ASSIGNMENT - The response must consist of the lines below from the one with "with BAD_REQUEST code" through the one with "async fn internal_error_returns_500_and_sanitizes_message()", exactly as they appear and with both ends kept.

SOURCE DATA -
//! Tests for `AppError` → HTTP response mapping.
//!
//! These call `IntoResponse` directly on `AppError` values; no server or
//! database is involved.

use assert_matches::assert_matches;
use axum::http::StatusCode;
use axum::response::IntoResponse;
use cxeval_api::error::AppError;
use cxeval_core::error::{CoreError, SchemaValidationError, ScoringError};
use http_body_util::BodyExt;

/// Helper: convert an `AppError` into its status code and parsed JSON body.
async fn error_to_response(err: AppError) -> (StatusCode, serde_json::Value) {
    let response = err.into_response();
    let status = response.status();
    let bytes = response.into_body().collect().await.unwrap().to_bytes();
    let json: serde_json::Value = serde_json::from_slice(&bytes).unwrap();
    (status, json)
}

// ---------------------------------------------------------------------------
// Test: CoreError::NotFound maps to 404 with NOT_FOUND code
// ---------------------------------------------------------------------------

#[tokio::test]
async fn not_found_error_returns_404() {
    let err = AppError::Core(CoreError::NotFound {
        entity: "SurveyForm",
        id: 42,
    });

    let (status, json) = error_to_response(err).await;

    assert_eq!(status, StatusCode::NOT_FOUND);
    assert_eq!(json["code"], "NOT_FOUND");
    assert_eq!(json["error"], "SurveyForm with id 42 not found");
}

// ---------------------------------------------------------------------------
// Test: CoreError::Validation maps to 400 with VALIDATION_ERROR code
// ---------------------------------------------------------------------------

#[tokio::test]
async fn validation_error_returns_400() {
    let err = AppError::Core(CoreError::Validation("title: length".into()));

    let (status, json) = error_to_response(err).await;

    assert_eq!(status, StatusCode::BAD_REQUEST);
    assert_eq!(json["code"], "VALIDATION_ERROR");
    assert_eq!(json["error"], "title: length");
}

// ---------------------------------------------------------------------------
// Test: schema errors map to 422 and carry the numeric discrepancy
// ---------------------------------------------------------------------------

#[tokio::test]
async fn schema_error_returns_422_with_details() {
    let err: AppError = SchemaValidationError::NumberBudgetExceeded {
        section: "Greeting".into(),
        section_max: 20.0,
        number_sum: 25.0,
        excess: 5.0,
    }
    .into();
    assert_matches!(err, AppError::Core(CoreError::Schema(_)));

    let (status, json) = error_to_response(err).await;

    assert_eq!(status, StatusCode::UNPROCESSABLE_ENTITY);
    assert_eq!(json["code"], "SCHEMA_VALIDATION_ERROR");
    let message = json["error"].as_str().unwrap();
    assert!(message.contains("Greeting"));
    assert!(message.contains('5'));
}

// ---------------------------------------------------------------------------
// Test: scoring errors map to 422 with SCORING_ERROR code
// ---------------------------------------------------------------------------

#[tokio::test]
async fn scoring_error_returns_422() {
    let err: AppError = ScoringError::ExceedsMaximum {
        aspect_id: 7,
        value: 12.0,
        maximum: 10.0,
    }
    .into();
    assert_matches!(err, AppError::Core(CoreError::Scoring(_)));

    let (status, json) = error_to_response(err).await;

    assert_eq!(status, StatusCode::UNPROCESSABLE_ENTITY);
    assert_eq!(json["code"], "SCORING_ERROR");
    let message = json["error"].as_str().unwrap();
    assert!(message.contains("aspect 7"));
    assert!(message.contains("12"));
    assert!(message.contains("10"));
}

// ---------------------------------------------------------------------------
// Test: AppError::BadRequest maps to 400 with BAD_REQUEST code
// ---------------------------------------------------------------------------

#[tokio::test]
async fn bad_request_error_returns_400() {
    let err = AppError::BadRequest("invalid field value".into());

    let (status, json) = error_to_response(err).await;

    assert_eq!(status, StatusCode::BAD_REQUEST);
    assert_eq!(json["code"], "BAD_REQUEST");
    assert_eq!(json["error"], "invalid field value");
}

// ---------------------------------------------------------------------------
// Test: internal errors map to 500 and sanitize the message
// ---------------------------------------------------------------------------

#[tokio::test]
async fn internal_error_returns_500_and_sanitizes_message() {
    let err = AppError::InternalError("secret database credentials leaked".into());

    let (status, json) = error_to_response(err).await;

    assert_eq!(status, StatusCode::INTERNAL_SERVER_ERROR);
    assert_eq!(json["code"], "INTERNAL_ERROR");
    assert!(
        !json.to_string().contains("secret"),
        "Internal error response must not leak sensitive details"
    );
    assert_eq!(json["error"], "An internal error occurred");
}

#[tokio::test]
async fn core_internal_error_is_sanitized() {
    let err = AppError::Core(CoreError::Internal("Unknown aspect type 'SLIDER'".into()));

    let (status, json) = error_to_response(err).await;

    assert_eq!(status, StatusCode::INTERNAL_SERVER_ERROR);
    assert_eq!(json["error"], "An internal error occurred");
}

// ---------------------------------------------------------------------------
// Test: sqlx::Error::RowNotFound maps to 404
// ---------------------------------------------------------------------------

#[tokio::test]
async fn row_not_found_returns_404() {
    let err = AppError::Database(sqlx::Error::RowNotFound);

    let (status, json) = error_to_response(err).await;

    assert_eq!(status, StatusCode::NOT_FOUND);
    assert_eq!(json["code"], "NOT_FOUND");
}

SOLUTION TO THIS EXERCISE -
// Test: AppError::BadRequest maps to 400 with BAD_REQUEST code
// ---------------------------------------------------------------------------

#[tokio::test]
async fn bad_request_error_returns_400() {
    let err = AppError::BadRequest("invalid field value".into());

    let (status, json) = error_to_response(err).await;

    assert_eq!(status, StatusCode::BAD_REQUEST);
    assert_eq!(json["code"], "BAD_REQUEST");
    assert_eq!(json["error"], "invalid field value");
}

// ---------------------------------------------------------------------------
// Test: internal errors map to 500 and sanitize the message
// ---------------------------------------------------------------------------

#[tokio::test]
async fn internal_error_returns_500_and_sanitizes_message() {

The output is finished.